Here's one I've never seen before.
Recently, my PowerMac G4/733 tower's Airport card suddenly stopped working.
I opened up the case to make sure the antenna connector was firmly plugged into the Airport card. Lo and behold -- the antenna seems to be FRIED!
Right at the point where the antenna wire goes into the hole in the metal bracket that holds the motherboard, there's a dark discoloration. It almost looks like the antenna wire was lit like a fuse. (The discoloration continues beneath the point where the wire goes through the hole. IOW, it's not just a small burnt section near the hole. How far down it goes I can't really tell.)
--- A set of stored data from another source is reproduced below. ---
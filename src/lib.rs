//! # zettel-core
//!
//! A Rust library for extracting note metadata from Typst sources and folding it into a
//! queryable link/backlink graph.
//!
//! ## Overview
//!
//! zettel-core reads each note's title, tags and outgoing links by *inspecting* its parsed syntax
//! tree, never by evaluating it. Links and tags are expressed by the author as ordinary function
//! calls (`#link_note("./other.typ")`, `#tag("writing")`) whose identifiers are configured; the
//! title and extra tags may come from a metadata block that opens the file inside a comment.
//!
//! ### Key Features
//!
//! - **Observe, never evaluate**: only calls whose callee is the bare configured identifier and
//!   whose target argument is a string literal count; anything indirect is reported instead
//! - **Front matter in a comment**: `/*` `---` ... `---` `*/` with title and (nested) tags
//! - **Literal target validation**: links must name a configured source extension
//! - **Incremental graph**: per-note replacement touches only that note's old and new targets
//! - **Scan generations**: stale results never overwrite newer ones
//! - **Fan-out / fan-in**: files compile in parallel (`rayon`), one task writes the graph
//!
//! ## Architecture
//!
//! - **[`codec`]**: per-file pipeline (`frontmatter`, `walker`, `assembler`, `NoteCompiler`)
//! - **[`graph`]**: `NoteGraph` and its single writer (`GraphAggregator`, `NoteGraphHandle`)
//! - **[`properties`]**: `NoteId`, `Tag`, `NoteRecord`, `OutgoingLink`, `SourceFile`
//! - **[`event`]**: `ScanGeneration`, inbound `GraphEvent`, outbound `NoteEvent`
//! - **[`config`]**: call patterns, extensions, tag marker, link resolution mode
//! - **[`paths`]**: project-relative path handling
//!
//! ## Quick Start
//!
//! ```rust
//! use zettel_core::{
//!     codec::NoteCompiler, config::Config, graph::NoteGraph, properties::{NoteId, SourceFile},
//! };
//!
//! let compiler = NoteCompiler::new("/notes", Config::default())?;
//! let files = vec![
//!     SourceFile::new("/notes/a.typ", "#link_note(\"./b.typ\") #tag(\"draft\")"),
//!     SourceFile::new("/notes/b.typ", "/*\n---\ntitle: Bee\n---\n*/\nNo links here."),
//! ];
//! let records = compiler
//!     .compile_batch(&files)
//!     .into_iter()
//!     .filter_map(|result| result.ok()?.record);
//! let graph = NoteGraph::build(records);
//!
//! let b = NoteId::parse("b.typ")?;
//! assert_eq!(graph.get(&b).map(|r| r.title.as_str()), Some("Bee"));
//! assert_eq!(graph.backlinks(&b).map(|id| id.as_str()).collect::<Vec<_>>(), vec!["a.typ"]);
//! # Ok::<(), zettel_core::ZettelError>(())
//! ```
//!
//! For a live graph fed from many workers, spawn a [`graph::NoteGraphHandle`] on a tokio runtime
//! and `submit` each [`codec::ParseResult`] to it.
//!
//! ## Features
//!
//! - **default**: the library
//! - **bin**: the `zettel` command line tool (`clap`, `walkdir`, `tracing-subscriber`)

pub mod codec;
pub mod config;
pub mod error;
pub mod event;
pub mod graph;
pub mod paths;
pub mod properties;
#[cfg(test)]
mod tests;

pub use error::*;
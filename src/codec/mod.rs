//! Turning one source file into a [`NoteRecord`](crate::properties::NoteRecord).
//!
//! ## Key Components
//!
//! - [`frontmatter`] - detects and parses the metadata block that may open a note
//! - [`CallPatternMatcher`] - walks a parsed syntax tree and extracts configured link and tag
//!   call sites without evaluating anything
//! - [`NoteAssembler`] - canonicalizes tags, validates link targets and picks the title
//! - [`NoteCompiler`] - runs the three above for one file or a parallel batch
//! - [`NoteDiagnostic`] - the non-fatal findings that accompany every record
//!
//! ## Pipeline
//!
//! ```text
//! (path, raw text) ──► frontmatter ─┐
//!                                   ├─► assembler ──► ParseResult ──► GraphEvent::Upsert
//! (path, syntax tree) ──► walker ───┘
//! ```
//!
//! The front-matter parser and the walker are independent and run in parallel for each file.
//! Files are independent of each other as well; the only shared state is the read-only
//! [`Config`](crate::config::Config).
//!
//! ```rust
//! use zettel_core::{codec::NoteCompiler, config::Config, event::ScanGeneration, properties::SourceFile};
//!
//! let compiler = NoteCompiler::new("/notes", Config::default()).unwrap();
//! let file = SourceFile::new(
//!     "/notes/warbler.typ",
//!     "/*\n---\ntitle: Warbler\n---\n*/\nSee #link_note(\"./birds.typ\") #tag(\"animals\")",
//! );
//! let result = compiler.compile_source(&file, ScanGeneration(1)).unwrap();
//! let record = result.record.unwrap();
//! assert_eq!(record.title, "Warbler");
//! assert_eq!(record.links[0].target_path.as_str(), "birds.typ");
//! assert!(record.tags.iter().any(|tag| tag.as_str() == "#animals"));
//! ```

pub mod assembler;
pub mod compiler;
pub mod diagnostic;
pub mod frontmatter;
pub mod walker;

pub use assembler::NoteAssembler;
pub use compiler::{NoteCompiler, ParseResult};
pub use diagnostic::{
    IndirectionReason, IndirectionWarning, InvalidTargetReason, NoteDiagnostic, Severity,
    SourcePosition, SyntaxIssue,
};
pub use frontmatter::{note_body, parse_front_matter, FrontMatter};
pub use walker::{CallPatternMatcher, ExtractedLink, ExtractedTag, Extraction};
The wire is actually thinner at the point of discoloration, as if the insulation had been shrunken by the heat of the burnout. Is it possible that the internal heat of the machine fried the antenna wire, i.e. the machine's innards got so hot that the metal motherboard panel melted the wire?
Other than the no-Airport thing, the machine seems to operate perfectly normally. System Profiler recognizes the Airport card is there, but the tower can't pick up a signal.
A guy at CompUSA convinced me the Belkin Wireless USB Network Adapter would replace the Airport card transparenty. No luck at all. Can't even get the Network Preferences pane to recognize the little SOB.
Anybody know how much Apple would charge to replace the Airport antenna? Any other ideas?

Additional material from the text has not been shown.